Page has found interest elsewhere. "There's nothing approaching being signed and sealed, but we've got close to one of the companies which is a leader in FPGA. They seem quite interested," he said. Page declined to name the company but did rule out Xilinx.

Hardware compilation research around the world's universi ties typically uses pc boards loaded with FPGAs, usually Xilinx devices, to implement its ideas.

"We noticed that none of the available devices has the full set of attributes to support automatically designed systems. We drew up a wish-list and our FPGA represents that," Page said.

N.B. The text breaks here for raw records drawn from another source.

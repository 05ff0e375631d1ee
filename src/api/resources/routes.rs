//
//  kongo
//  api/resources/routes.rs
//
//  Created by Ngonidzashe Mangudya on 2026/01/12.
//  Copyright (c) 2025 IAMNGONI. All rights reserved.
//

//! Routes: the matching rules that send client traffic to a service.
//!
//! At least one of `hosts`, `paths` or `methods` must be set when creating
//! a route. The same [`Route`] type is used for reading and writing; server
//! assigned fields are left out of request bodies while unset.

use serde::{Deserialize, Serialize};
use tokio_util::sync::CancellationToken;

use super::{item_path, nullable, with_query, Endpoint};
use crate::api::client::KongClient;
use crate::api::common::{KongError, ListOptions, ListResponse, Timestamp};
use crate::api::response::KongResponse;

const ROUTES_PATH: &str = "/routes";

/// A route.
#[derive(Debug, Clone, Default, PartialEq, Eq, Serialize, Deserialize)]
#[serde(default)]
pub struct Route {
    #[serde(deserialize_with = "nullable", skip_serializing_if = "String::is_empty")]
    pub id: String,

    #[serde(deserialize_with = "nullable", skip_serializing_if = "Vec::is_empty")]
    pub hosts: Vec<String>,

    #[serde(deserialize_with = "nullable", skip_serializing_if = "Vec::is_empty")]
    pub methods: Vec<String>,

    #[serde(deserialize_with = "nullable", skip_serializing_if = "Vec::is_empty")]
    pub paths: Vec<String>,

    /// Defaults to `["http", "https"]` server side.
    #[serde(deserialize_with = "nullable", skip_serializing_if = "Vec::is_empty")]
    pub protocols: Vec<String>,

    #[serde(skip_serializing_if = "is_false")]
    pub preserve_host: bool,

    /// Defaults to `true` server side, so `false` is never sent.
    #[serde(skip_serializing_if = "is_false")]
    pub strip_path: bool,

    #[serde(skip_serializing_if = "Option::is_none")]
    pub service: Option<RouteServiceRef>,

    #[serde(skip_serializing_if = "Timestamp::is_zero")]
    pub created_at: Timestamp,

    #[serde(skip_serializing_if = "Timestamp::is_zero")]
    pub updated_at: Timestamp,
}

fn is_false(value: &bool) -> bool {
    !*value
}

/// The service a route proxies to.
#[derive(Debug, Clone, Default, PartialEq, Eq, Serialize, Deserialize)]
pub struct RouteServiceRef {
    pub id: String,
}

impl RouteServiceRef {
    pub fn new(id: impl Into<String>) -> Self {
        Self { id: id.into() }
    }
}

/// Route endpoints.
#[derive(Debug, Clone)]
pub struct RoutesService<'c> {
    endpoint: Endpoint<'c>,
}

impl<'c> RoutesService<'c> {
    pub(crate) fn new(client: &'c KongClient) -> Self {
        Self {
            endpoint: Endpoint::new(client),
        }
    }

    /// Binds `token` to every request made through this view.
    pub fn with_cancel(self, token: CancellationToken) -> Self {
        Self {
            endpoint: self.endpoint.with_cancel(token),
        }
    }

    /// `POST /routes`
    pub async fn create(&self, route: &Route) -> Result<(Route, KongResponse), KongError> {
        self.endpoint.send("POST", ROUTES_PATH, route).await
    }

    /// `GET /routes/{id}`
    pub async fn get(&self, id: &str) -> Result<(Route, KongResponse), KongError> {
        self.endpoint.fetch(&item_path(ROUTES_PATH, id)).await
    }

    /// `GET /routes`, one page.
    pub async fn list(
        &self,
        options: &ListOptions,
    ) -> Result<(ListResponse<Route>, KongResponse), KongError> {
        let reference = with_query(ROUTES_PATH, &options.to_query()?);
        self.endpoint.fetch(&reference).await
    }

    /// `PATCH /routes/{id}`
    pub async fn update(&self, id: &str, route: &Route) -> Result<(Route, KongResponse), KongError> {
        self.endpoint.send("PATCH", &item_path(ROUTES_PATH, id), route).await
    }

    /// `DELETE /routes/{id}`
    pub async fn delete(&self, id: &str) -> Result<KongResponse, KongError> {
        self.endpoint.remove(&item_path(ROUTES_PATH, id)).await
    }
}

One of the ideas behind hardware compilation is that the hardware to support a program can be configured or optimized by the program itself. As a by-product of the labs' work, Page has developed strong ideas about FPGAs and has patented an approach based on content addressable memories as the fundamental building block for field-programmable logic.

According to Page, the use of CAM allows the implementation of all the circuit types supported by RAM-based designs, as well as arbitrary-sized programmable logic array (PLA)-type circuits. He said that PLAs, based on a plane of AND gates feeding into a plane of OR gates, have an advantage over the SRAM lookup-table approach for circuits requiring a large nu mber of inputs and/or outputs. A typical example is the wide address decoder, which is not efficiently implemented in an FPGA based on lookup tables.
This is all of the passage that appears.